Stored data entries:
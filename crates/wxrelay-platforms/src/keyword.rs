//! Keyword matcher platform: declarative rules, no network I/O.

use std::time::Duration;

use async_trait::async_trait;
use log::{debug, info};
use rand::Rng;
use rand::seq::IndexedRandom;

use wxrelay_common::{
    KeywordConfig, KeywordRule, MatchType, MessageSendMode, PlatformDescriptor, PlatformKind,
    PlatformReply,
};

use crate::error::{PlatformError, Result};
use crate::{Platform, PlatformRequest};

/// Similarity threshold for fuzzy matches.
const FUZZY_THRESHOLD: f64 = 0.8;

/// Keyword-reply platform.
pub struct KeywordPlatform {
    id: String,
    name: String,
    config: KeywordConfig,
}

impl KeywordPlatform {
    /// Builds the platform from a stored descriptor.
    ///
    /// # Errors
    ///
    /// Returns [`PlatformError::Config`] for a malformed config blob or an
    /// inverted default delay range.
    pub fn from_descriptor(descriptor: &PlatformDescriptor) -> Result<Self> {
        let config: KeywordConfig = serde_json::from_value(descriptor.config.clone())
            .map_err(|e| PlatformError::Config(format!("keyword config: {e}")))?;
        validate(&config)?;
        Ok(Self {
            id: descriptor.platform_id.clone(),
            name: descriptor.name.clone(),
            config,
        })
    }

    fn find_match(&self, content: &str) -> Option<&KeywordRule> {
        self.config
            .rules
            .iter()
            .find(|rule| matches_rule(content, rule))
    }
}

fn validate(config: &KeywordConfig) -> Result<()> {
    if config.min_reply_time < 0.0 || config.max_reply_time < 0.0 {
        return Err(PlatformError::Config(
            "reply delays must be non-negative".to_string(),
        ));
    }
    for (index, rule) in config.rules.iter().enumerate() {
        if rule.keywords.is_empty() {
            return Err(PlatformError::Config(format!(
                "rule #{} has no keywords",
                index + 1
            )));
        }
        if rule.replies.is_empty() {
            return Err(PlatformError::Config(format!(
                "rule #{} has no replies",
                index + 1
            )));
        }
    }
    Ok(())
}

fn matches_rule(content: &str, rule: &KeywordRule) -> bool {
    let content_lower = content.to_lowercase();
    rule.keywords.iter().any(|keyword| {
        let keyword_lower = keyword.to_lowercase();
        match rule.match_type {
            MatchType::Exact => content_lower == keyword_lower,
            MatchType::Contains => content_lower.contains(&keyword_lower),
            MatchType::Fuzzy => similarity(&content_lower, &keyword_lower) >= FUZZY_THRESHOLD,
        }
    })
}

/// Sequence similarity in `[0, 1]`: twice the longest common subsequence
/// over the summed lengths, the classic ratio measure.
fn similarity(a: &str, b: &str) -> f64 {
    let a: Vec<char> = a.chars().collect();
    let b: Vec<char> = b.chars().collect();
    if a.is_empty() && b.is_empty() {
        return 1.0;
    }
    if a.is_empty() || b.is_empty() {
        return 0.0;
    }

    let mut previous = vec![0_usize; b.len() + 1];
    let mut current = vec![0_usize; b.len() + 1];
    for ch_a in &a {
        for (j, ch_b) in b.iter().enumerate() {
            current[j + 1] = if ch_a == ch_b {
                previous[j] + 1
            } else {
                previous[j + 1].max(current[j])
            };
        }
        std::mem::swap(&mut previous, &mut current);
    }
    let lcs = previous[b.len()];
    #[allow(clippy::cast_precision_loss)]
    {
        2.0 * lcs as f64 / (a.len() + b.len()) as f64
    }
}

#[async_trait]
impl Platform for KeywordPlatform {
    fn id(&self) -> &str {
        &self.id
    }

    fn name(&self) -> &str {
        &self.name
    }

    fn kind(&self) -> PlatformKind {
        PlatformKind::Keyword
    }

    fn send_mode(&self) -> MessageSendMode {
        self.config.message_send_mode
    }

    async fn test_connection(&self) -> Result<serde_json::Value> {
        // No upstream; the probe is the structural validation plus a summary.
        validate(&self.config)?;
        Ok(serde_json::json!({
            "rules_count": self.config.rules.len(),
            "min_reply_time": self.config.min_reply_time,
            "max_reply_time": self.config.max_reply_time,
        }))
    }

    async fn process_message(&self, request: &PlatformRequest) -> Result<PlatformReply> {
        let Some(rule) = self.find_match(&request.content) else {
            debug!("no keyword rule matched for {}", request.message_id);
            return Ok(PlatformReply::declined(""));
        };

        let (reply, delay) = {
            let mut rng = rand::rng();
            let reply = if rule.is_random_reply && rule.replies.len() > 1 {
                rule.replies
                    .choose(&mut rng)
                    .cloned()
                    .unwrap_or_default()
            } else {
                rule.replies.first().cloned().unwrap_or_default()
            };

            let mut min = rule.min_reply_time.unwrap_or(self.config.min_reply_time);
            let mut max = rule.max_reply_time.unwrap_or(self.config.max_reply_time);
            if min > max {
                std::mem::swap(&mut min, &mut max);
            }
            let delay = if max > min {
                rng.random_range(min..=max)
            } else {
                min
            };
            (reply, delay)
        };

        if delay > 0.0 {
            info!("keyword reply delayed {delay:.2}s for {}", request.message_id);
            tokio::time::sleep(Duration::from_secs_f64(delay)).await;
        }

        Ok(PlatformReply::text(reply).with_raw(serde_json::json!({
            "matched_keywords": rule.keywords,
            "delay_seconds": delay,
        })))
    }
}
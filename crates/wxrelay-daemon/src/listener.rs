//! Listener manager: the three polling loops and per-instance connection
//! state.
//!
//! Task A polls each instance's main window for unread messages and
//! auto-discovers new chats. Task B polls every active listener for new
//! messages. Task C (housekeeping) times out idle auto-added listeners,
//! probes instance health, re-arms lost remote subscriptions and reconciles
//! the fixed-listener declarations.

use std::sync::Arc;
use std::time::Duration;

use dashmap::DashMap;
use futures::future::join_all;
use tokio::sync::broadcast;
use tracing::{debug, info, warn};

use wxrelay_client::{InstanceRegistry, PollFlags};
use wxrelay_common::ListenerStatus;
use wxrelay_store::Store;

use crate::error::{DaemonError, Result};
use crate::health::{ErrorRing, FatalSignal, InstanceHealth, ListenerHealth};
use crate::ingress::MessageIngress;

/// Housekeeping cadence.
const HOUSEKEEPING_INTERVAL: Duration = Duration::from_secs(60);

/// Tunables for the polling loops.
#[derive(Debug, Clone)]
pub struct ListenerSettings {
    /// Cadence of tasks A and B.
    pub poll_interval: Duration,
    /// Idle window before an auto-added listener is inactivated.
    pub timeout: Duration,
    /// Cap on active listeners per instance; auto-adds beyond it are
    /// refused. Manual and fixed listeners bypass the cap.
    pub max_listeners: u32,
    /// Attachment flags passed to the remote pollers.
    pub poll_flags: PollFlags,
}

/// Volatile per-listener state; `api_connected` is deliberately not
/// persisted.
#[derive(Debug, Clone, Copy)]
struct ListenerRuntime {
    api_connected: bool,
}

/// Cached per-instance probe results for the status snapshot.
#[derive(Debug, Clone, Copy, Default)]
struct InstanceRuntime {
    online: bool,
    cpu_percent: Option<f64>,
    memory_used: Option<f64>,
}

/// Owns the listener set and drives the polling loops.
pub struct ListenerManager {
    store: Store,
    instances: Arc<InstanceRegistry>,
    ingress: Arc<MessageIngress>,
    settings: ListenerSettings,
    listener_runtime: DashMap<(String, String), ListenerRuntime>,
    instance_runtime: DashMap<String, InstanceRuntime>,
    errors: Arc<ErrorRing>,
    fatal: Arc<FatalSignal>,
}
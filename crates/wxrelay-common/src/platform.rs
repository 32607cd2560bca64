//! Service platform records, per-kind configuration and reply types.
//!
//! The platform trait itself lives in `wxrelay-platforms`; the types here are
//! shared with the delivery side so the two crates stay acyclic.

use secrecy::SecretString;
use serde::{Deserialize, Serialize};

/// Configuration keys whose values are masked in [`PlatformDescriptor::safe_config`].
const SENSITIVE_KEYS: [&str; 4] = ["api_key", "token", "secret", "password"];

/// The kind of service platform backing a rule target.
#[derive(Debug, Clone, Copy, PartialEq, Eq, Serialize, Deserialize)]
#[serde(rename_all = "lowercase")]
pub enum PlatformKind {
    /// Dify chat application (`/chat-messages`, blocking mode).
    Dify,
    /// Any OpenAI-compatible chat completions endpoint.
    Openai,
    /// Coze v3 bot with the create/retrieve/message-list polling flow.
    Coze,
    /// Local keyword matcher; no network I/O.
    Keyword,
    /// The zhiweijz smart-accounting service.
    Zhiweijz,
}

impl PlatformKind {
    /// Stable string form stored in the `type` column.
    #[must_use]
    pub const fn as_str(self) -> &'static str {
        match self {
            Self::Dify => "dify",
            Self::Openai => "openai",
            Self::Coze => "coze",
            Self::Keyword => "keyword",
            Self::Zhiweijz => "zhiweijz",
        }
    }

    /// Parses the stored string form.
    ///
    /// `keyword_match` is accepted as a legacy alias for `keyword`.
    #[must_use]
    pub fn parse(value: &str) -> Option<Self> {
        match value {
            "dify" => Some(Self::Dify),
            "openai" => Some(Self::Openai),
            "coze" => Some(Self::Coze),
            "keyword" | "keyword_match" => Some(Self::Keyword),
            "zhiweijz" => Some(Self::Zhiweijz),
            _ => None,
        }
    }
}

/// How replies are pushed to the chat.
#[derive(Debug, Clone, Copy, PartialEq, Eq, Default, Serialize, Deserialize)]
#[serde(rename_all = "lowercase")]
pub enum MessageSendMode {
    /// Single send call with the full text.
    #[default]
    Normal,
    /// Character-paced send through the remote's typing endpoint.
    Typing,
}

/// A platform row as stored: identity plus an opaque, kind-specific config.
#[derive(Debug, Clone, Serialize, Deserialize)]
pub struct PlatformDescriptor {
    /// Unique platform id.
    pub platform_id: String,
    /// Display name.
    pub name: String,
    /// Platform kind; selects the worker implementation.
    pub kind: PlatformKind,
    /// Kind-specific configuration blob.
    pub config: serde_json::Value,
    /// Disabled platforms keep their rows but get no worker.
    pub enabled: bool,
    /// Unix timestamp the row was created.
    pub create_time: i64,
    /// Unix timestamp of the last update.
    pub update_time: i64,
}

impl PlatformDescriptor {
    /// The configured send mode, defaulting to [`MessageSendMode::Normal`].
    #[must_use]
    pub fn send_mode(&self) -> MessageSendMode {
        self.config
            .get("message_send_mode")
            .and_then(serde_json::Value::as_str)
            .and_then(|mode| match mode {
                "typing" => Some(MessageSendMode::Typing),
                "normal" => Some(MessageSendMode::Normal),
                _ => None,
            })
            .unwrap_or_default()
    }

    /// A copy of the config with secret-bearing values masked, for logs and
    /// the admin surface.
    #[must_use]
    pub fn safe_config(&self) -> serde_json::Value {
        let mut config = self.config.clone();
        if let Some(map) = config.as_object_mut() {
            for key in SENSITIVE_KEYS {
                if let Some(value) = map.get_mut(key) {
                    *value = serde_json::Value::String("******".to_string());
                }
            }
        }
        config
    }
}

/// The outcome of one platform invocation.
#[derive(Debug, Default)]
pub struct PlatformReply {
    /// Reply text; may be empty when the platform has nothing to say.
    pub content: String,
    /// Whether the delivery service should push the content to the chat.
    pub should_reply: bool,
    /// New conversation id to persist for continuity, when one was created.
    pub conversation_id: Option<String>,
    /// A previously stored conversation id the upstream no longer knows.
    /// The caller must drop its mapping so the next message starts fresh.
    pub stale_conversation_id: Option<String>,
    /// Raw upstream response, kept for logs.
    pub raw: Option<serde_json::Value>,
}

impl PlatformReply {
    /// A plain text reply.
    #[must_use]
    pub fn text(content: impl Into<String>) -> Self {
        Self {
            content: content.into(),
            should_reply: true,
            ..Self::default()
        }
    }

    /// A reply the caller should not send (matched nothing, irrelevant, ...).
    #[must_use]
    pub fn declined(content: impl Into<String>) -> Self {
        Self {
            content: content.into(),
            should_reply: false,
            ..Self::default()
        }
    }

    /// Attaches the conversation id to persist.
    #[must_use]
    pub fn with_conversation_id(mut self, conversation_id: impl Into<String>) -> Self {
        self.conversation_id = Some(conversation_id.into());
        self
    }

    /// Attaches the raw upstream response for logging.
    #[must_use]
    pub fn with_raw(mut self, raw: serde_json::Value) -> Self {
        self.raw = Some(raw);
        self
    }
}

/// Dify platform configuration.
#[derive(Debug, Deserialize)]
pub struct DifyConfig {
    /// API base, e.g. `https://api.dify.ai/v1`.
    pub api_base: String,
    /// Application API key.
    pub api_key: SecretString,
    /// Legacy app-wide conversation id; per-user ids supersede it.
    #[serde(default)]
    pub conversation_id: Option<String>,
    /// Fallback `user` field for requests without a derivable user id.
    #[serde(default)]
    pub user_id: Option<String>,
    /// Reply push mode.
    #[serde(default)]
    pub message_send_mode: MessageSendMode,
}

/// OpenAI-compatible platform configuration.
#[derive(Debug, Deserialize)]
pub struct OpenAiConfig {
    /// API base; any chat-completions-compatible endpoint works.
    #[serde(default = "default_openai_base")]
    pub api_base: String,
    /// Bearer API key.
    pub api_key: SecretString,
    /// Model name.
    #[serde(default = "default_openai_model")]
    pub model: String,
    /// Sampling temperature.
    #[serde(default = "default_temperature")]
    pub temperature: f64,
    /// System prompt prepended to every call.
    #[serde(default = "default_system_prompt")]
    pub system_prompt: String,
    /// Completion token cap.
    #[serde(default = "default_max_tokens")]
    pub max_tokens: u32,
    /// Reply push mode.
    #[serde(default)]
    pub message_send_mode: MessageSendMode,
}

fn default_openai_base() -> String {
    "https://api.openai.com/v1".to_string()
}

fn default_openai_model() -> String {
    "gpt-3.5-turbo".to_string()
}

const fn default_temperature() -> f64 {
    0.7
}

fn default_system_prompt() -> String {
    "你是一个有用的助手。".to_string()
}

const fn default_max_tokens() -> u32 {
    1000
}

/// Coze platform configuration.
#[derive(Debug, Deserialize)]
pub struct CozeConfig {
    /// API base; the public Coze endpoint unless overridden.
    #[serde(default = "default_coze_base")]
    pub api_base: String,
    /// Personal access token.
    pub api_key: SecretString,
    /// Workspace the bot lives in; used by the connection test.
    #[serde(default)]
    pub workspace_id: String,
    /// Bot to converse with.
    pub bot_id: String,
    /// Whether to thread consecutive messages of one user into one
    /// conversation.
    #[serde(default)]
    pub continuous_conversation: bool,
    /// Reply push mode.
    #[serde(default)]
    pub message_send_mode: MessageSendMode,
}

fn default_coze_base() -> String {
    "https://api.coze.cn".to_string()
}

/// How a keyword rule compares message content against its keywords.
#[derive(Debug, Clone, Copy, PartialEq, Eq, Default, Serialize, Deserialize)]
#[serde(rename_all = "lowercase")]
pub enum MatchType {
    /// Whole-content equality, case-insensitive.
    #[default]
    Exact,
    /// Substring, case-insensitive.
    Contains,
    /// Sequence similarity of at least 0.8, case-insensitive.
    Fuzzy,
}

/// One declarative keyword-reply rule.
#[derive(Debug, Clone, Serialize, Deserialize)]
pub struct KeywordRule {
    /// Keywords that trigger the rule.
    pub keywords: Vec<String>,
    /// Comparison mode.
    #[serde(default)]
    pub match_type: MatchType,
    /// Candidate replies.
    pub replies: Vec<String>,
    /// Pick a random reply rather than the first.
    #[serde(default)]
    pub is_random_reply: bool,
    /// Per-rule reply delay floor in seconds; falls back to the platform's.
    #[serde(default)]
    pub min_reply_time: Option<f64>,
    /// Per-rule reply delay ceiling in seconds; falls back to the platform's.
    #[serde(default)]
    pub max_reply_time: Option<f64>,
}

/// Keyword platform configuration.
#[derive(Debug, Clone, Serialize, Deserialize)]
pub struct KeywordConfig {
    /// Ordered rule list; the first match wins.
    #[serde(default)]
    pub rules: Vec<KeywordRule>,
    /// Default reply delay floor in seconds.
    #[serde(default = "default_min_reply_time")]
    pub min_reply_time: f64,
    /// Default reply delay ceiling in seconds.
    #[serde(default = "default_max_reply_time")]
    pub max_reply_time: f64,
    /// Reply push mode.
    #[serde(default)]
    pub message_send_mode: MessageSendMode,
}

const fn default_min_reply_time() -> f64 {
    1.0
}

const fn default_max_reply_time() -> f64 {
    3.0
}

/// Accounting (zhiweijz) platform configuration.
#[derive(Debug, Deserialize)]
pub struct ZhiweijzConfig {
    /// Accounting server base URL.
    pub server_url: String,
    /// Login name.
    pub username: String,
    /// Login password.
    pub password: SecretString,
    /// Account book bookings are written to.
    pub account_book_id: String,
    /// Display name of the account book, for the connection test output.
    #[serde(default)]
    pub account_book_name: Option<String>,
    /// Re-login automatically when the token is missing or expired.
    #[serde(default = "default_true")]
    pub auto_login: bool,
    /// Send the "irrelevant" notice back to the chat instead of staying
    /// silent when a message has nothing to do with bookkeeping.
    #[serde(default)]
    pub warn_on_irrelevant: bool,
    /// Per-request timeout in seconds.
    #[serde(default = "default_request_timeout")]
    pub request_timeout: u64,
    /// Reply push mode.
    #[serde(default)]
    pub message_send_mode: MessageSendMode,
}

const fn default_true() -> bool {
    true
}

const fn default_request_timeout() -> u64 {
    30
}

#[cfg(test)]
mod tests {
    #![allow(clippy::unwrap_used)]

    use super::*;
    use serde_json::json;

    #[test]
    fn kind_roundtrips_and_accepts_legacy_alias() {
        for kind in [
            PlatformKind::Dify,
            PlatformKind::Openai,
            PlatformKind::Coze,
            PlatformKind::Keyword,
            PlatformKind::Zhiweijz,
        ] {
            assert_eq!(PlatformKind::parse(kind.as_str()), Some(kind));
        }
        assert_eq!(PlatformKind::parse("keyword_match"), Some(PlatformKind::Keyword));
        assert_eq!(PlatformKind::parse("slack"), None);
    }

    #[test]
    fn safe_config_masks_secrets() {
        let descriptor = PlatformDescriptor {
            platform_id: "p1".to_string(),
            name: "test".to_string(),
            kind: PlatformKind::Openai,
            config: json!({"api_key": "sk-123", "model": "gpt-4", "password": "hunter2"}),
            enabled: true,
            create_time: 0,
            update_time: 0,
        };
        let safe = descriptor.safe_config();
        assert_eq!(safe["api_key"], "******");
        assert_eq!(safe["password"], "******");
        assert_eq!(safe["model"], "gpt-4");
    }

    #[test]
    fn send_mode_defaults_to_normal() {
        let mut descriptor = PlatformDescriptor {
            platform_id: "p1".to_string(),
            name: "test".to_string(),
            kind: PlatformKind::Keyword,
            config: json!({}),
            enabled: true,
            create_time: 0,
            update_time: 0,
        };
        assert_eq!(descriptor.send_mode(), MessageSendMode::Normal);
        descriptor.config = json!({"message_send_mode": "typing"});
        assert_eq!(descriptor.send_mode(), MessageSendMode::Typing);
        descriptor.config = json!({"message_send_mode": "morse"});
        assert_eq!(descriptor.send_mode(), MessageSendMode::Normal);
    }

    #[test]
    fn openai_config_fills_defaults() {
        let config: OpenAiConfig = serde_json::from_value(json!({"api_key": "sk-1"})).unwrap();
        assert_eq!(config.api_base, "https://api.openai.com/v1");
        assert_eq!(config.model, "gpt-3.5-turbo");
        assert_eq!(config.max_tokens, 1000);
        assert!((config.temperature - 0.7).abs() < f64::EPSILON);
    }

    #[test]
    fn keyword_config_parses_rules() {
        let config: KeywordConfig = serde_json::from_value(json!({
            "rules": [
                {"keywords": ["hi"], "match_type": "contains", "replies": ["hello"]},
                {"keywords": ["ping"], "replies": ["pong"], "is_random_reply": true,
                 "min_reply_time": 0.0, "max_reply_time": 0.5}
            ],
            "min_reply_time": 2.0
        }))
        .unwrap();
        assert_eq!(config.rules.len(), 2);
        assert_eq!(config.rules[0].match_type, MatchType::Contains);
        assert_eq!(config.rules[1].match_type, MatchType::Exact);
        assert!((config.min_reply_time - 2.0).abs() < f64::EPSILON);
        assert!((config.max_reply_time - 3.0).abs() < f64::EPSILON);
    }

    #[test]
    fn zhiweijz_config_defaults() {
        let config: ZhiweijzConfig = serde_json::from_value(json!({
            "server_url": "https://jz.example.com",
            "username": "u",
            "password": "p",
            "account_book_id": "book-1"
        }))
        .unwrap();
        assert!(config.auto_login);
        assert!(!config.warn_on_irrelevant);
        assert_eq!(config.request_timeout, 30);
    }
}
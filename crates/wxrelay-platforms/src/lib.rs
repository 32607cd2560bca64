//! # wxrelay-platforms
//!
//! Pluggable service platforms: each kind turns an inbound WeChat message
//! into a reply. All workers implement the [`Platform`] trait; the
//! [`PlatformRegistry`] owns one worker per enabled platform row and can hot
//! reload itself from the store when the admin surface changes a row.
//!
//! Construction is cheap and does no network I/O; a malformed config makes
//! [`create_platform`] fail and the registry skips that platform while the
//! rest keep running. [`Platform::test_connection`] is the explicit network
//! probe.

use std::sync::Arc;
use std::sync::atomic::{AtomicU64, Ordering};

use async_trait::async_trait;
use dashmap::DashMap;
use log::{error, info};

use wxrelay_common::{FileType, MessageSendMode, PlatformDescriptor, PlatformKind, PlatformReply};
use wxrelay_store::Store;

mod coze;
mod dify;
mod error;
mod keyword;
mod openai;
mod zhiweijz;

pub use coze::CozePlatform;
pub use dify::DifyPlatform;
pub use error::{PlatformError, Result};
pub use keyword::KeywordPlatform;
pub use openai::OpenAiPlatform;
pub use zhiweijz::ZhiweijzPlatform;

/// Longest upstream error-body excerpt carried in a [`PlatformError::Api`].
pub(crate) const ERROR_BODY_LIMIT: usize = 200;

/// Builds an [`PlatformError::Api`] with a truncated body excerpt.
pub(crate) fn api_error(status: u16, body: &str) -> PlatformError {
    PlatformError::Api {
        status,
        body: body.chars().take(ERROR_BODY_LIMIT).collect(),
    }
}

/// The input to one platform invocation.
///
/// Built by the delivery service after merging, rule resolution and
/// conversation lookup; the platform only ever sees this record.
#[derive(Debug, Clone)]
pub struct PlatformRequest {
    /// Originating instance.
    pub instance_id: String,
    /// Primary message id, used for content-addressed scratch names.
    pub message_id: String,
    /// Chat the message arrived in.
    pub chat_name: String,
    /// Raw sender name.
    pub sender: String,
    /// Sender's remark name, when present.
    pub sender_remark: Option<String>,
    /// Derived per-user id, see `wxrelay_common::derive_user_id`.
    pub user_id: String,
    /// Message text; bursts arrive already merged with newline separators.
    pub content: String,
    /// Stored conversation id for continuity, when one exists.
    pub conversation_id: Option<String>,
    /// Attachment path under the downloads dir, when the message carries one.
    pub file_path: Option<String>,
    /// Attachment kind.
    pub file_type: FileType,
}

/// Uniform contract all service platforms implement.
#[async_trait]
pub trait Platform: Send + Sync {
    /// Unique platform id.
    fn id(&self) -> &str;

    /// Display name.
    fn name(&self) -> &str;

    /// Platform kind.
    fn kind(&self) -> PlatformKind;

    /// How replies should be pushed to the chat.
    fn send_mode(&self) -> MessageSendMode;

    /// Full network probe of the upstream service.
    ///
    /// # Errors
    ///
    /// Returns the upstream or transport failure.
    async fn test_connection(&self) -> Result<serde_json::Value>;

    /// Turns one inbound message into a reply.
    ///
    /// # Errors
    ///
    /// Returns an error when the upstream call fails; a reply with
    /// `should_reply = false` is the non-error way to stay silent.
    async fn process_message(&self, request: &PlatformRequest) -> Result<PlatformReply>;

    /// Releases held resources. Called on registry reload and shutdown.
    async fn cleanup(&self) {}
}

/// Builds the worker for a platform row.
///
/// # Errors
///
/// Returns [`PlatformError::Config`] when the config blob does not parse for
/// the row's kind.
pub fn create_platform(descriptor: &PlatformDescriptor) -> Result<Arc<dyn Platform>> {
    let worker: Arc<dyn Platform> = match descriptor.kind {
        PlatformKind::Dify => Arc::new(DifyPlatform::from_descriptor(descriptor)?),
        PlatformKind::Openai => Arc::new(OpenAiPlatform::from_descriptor(descriptor)?),
        PlatformKind::Coze => Arc::new(CozePlatform::from_descriptor(descriptor)?),
        PlatformKind::Keyword => Arc::new(KeywordPlatform::from_descriptor(descriptor)?),
        PlatformKind::Zhiweijz => Arc::new(ZhiweijzPlatform::from_descriptor(descriptor)?),
    };
    Ok(worker)
}

/// Request counters for one platform.
#[derive(Default)]
struct PlatformStats {
    total: AtomicU64,
    succeeded: AtomicU64,
    failed: AtomicU64,
}

/// Point-in-time copy of a platform's counters.
#[derive(Debug, Clone, Copy, PartialEq, Eq, serde::Serialize)]
pub struct PlatformStatsSnapshot {
    pub total: u64,
    pub succeeded: u64,
    pub failed: u64,
}

struct RegistryEntry {
    descriptor: PlatformDescriptor,
    worker: Arc<dyn Platform>,
}

/// Owns the live platform workers, keyed by platform id.
#[derive(Default)]
pub struct PlatformRegistry {
    entries: DashMap<String, RegistryEntry>,
    stats: DashMap<String, Arc<PlatformStats>>,
}

impl PlatformRegistry {
    /// Builds an empty registry; call [`PlatformRegistry::reload`] to
    /// populate it.
    #[must_use]
    pub fn new() -> Self {
        Self::default()
    }

    /// Synchronises the workers with the enabled platform rows in the store.
    ///
    /// Added rows get new workers, changed rows are rebuilt, removed rows
    /// are dropped after cleanup. Rows whose config fails to parse are
    /// logged and skipped; conversation state lives in the conversation map
    /// and survives any reload.
    ///
    /// # Errors
    ///
    /// Returns the store failure when the platform list cannot be read.
    pub async fn reload(&self, store: &Store) -> wxrelay_store::Result<()> {
        let descriptors = store.list_platforms(true).await?;

        let keep: Vec<String> = descriptors.iter().map(|d| d.platform_id.clone()).collect();
        let stale: Vec<String> = self
            .entries
            .iter()
            .map(|entry| entry.key().clone())
            .filter(|id| !keep.contains(id))
            .collect();
        for id in stale {
            if let Some((_, entry)) = self.entries.remove(&id) {
                entry.worker.cleanup().await;
                info!("dropped platform {id}");
            }
        }

        for descriptor in descriptors {
            let unchanged = self
                .entries
                .get(&descriptor.platform_id)
                .is_some_and(|entry| {
                    entry.descriptor.kind == descriptor.kind
                        && entry.descriptor.config == descriptor.config
                        && entry.descriptor.name == descriptor.name
                });
            if unchanged {
                continue;
            }
            match create_platform(&descriptor) {
                Ok(worker) => {
                    let id = descriptor.platform_id.clone();
                    if let Some(previous) = self.entries.insert(
                        id.clone(),
                        RegistryEntry {
                            descriptor,
                            worker,
                        },
                    ) {
                        previous.worker.cleanup().await;
                        info!("rebuilt platform {id}");
                    } else {
                        info!("added platform {id}");
                    }
                }
                Err(e) => {
                    error!(
                        "platform {} refused to build: {e}",
                        descriptor.platform_id
                    );
                }
            }
        }
        Ok(())
    }

    /// The worker for `platform_id`, if one is live.
    #[must_use]
    pub fn get(&self, platform_id: &str) -> Option<Arc<dyn Platform>> {
        self.entries
            .get(platform_id)
            .map(|entry| Arc::clone(&entry.worker))
    }

    /// Ids of all live platforms.
    #[must_use]
    pub fn platform_ids(&self) -> Vec<String> {
        self.entries.iter().map(|entry| entry.key().clone()).collect()
    }

    /// Bumps the request counters for one platform.
    pub fn record_outcome(&self, platform_id: &str, success: bool) {
        let stats = self
            .stats
            .entry(platform_id.to_string())
            .or_default()
            .clone();
        stats.total.fetch_add(1, Ordering::Relaxed);
        if success {
            stats.succeeded.fetch_add(1, Ordering::Relaxed);
        } else {
            stats.failed.fetch_add(1, Ordering::Relaxed);
        }
    }

    /// Counter snapshot per platform id.
    #[must_use]
    pub fn stats_snapshot(&self) -> Vec<(String, PlatformStatsSnapshot)> {
        self.stats
            .iter()
            .map(|entry| {
                (
                    entry.key().clone(),
                    PlatformStatsSnapshot {
                        total: entry.total.load(Ordering::Relaxed),
                        succeeded: entry.succeeded.load(Ordering::Relaxed),
                        failed: entry.failed.load(Ordering::Relaxed),
                    },
                )
            })
            .collect()
    }

    /// Cleans up every worker. Called on shutdown.
    pub async fn shutdown(&self) {
        let ids = self.platform_ids();
        for id in ids {
            if let Some((_, entry)) = self.entries.remove(&id) {
                entry.worker.cleanup().await;
            }
        }
    }
}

• EXERCISE DESCRIPTION
From the entries above, list each line with "allow" in it.

• RESPONSE TO THE EXERCISE
    #[allow(clippy::cast_precision_loss)]
    #![allow(clippy::unwrap_used)]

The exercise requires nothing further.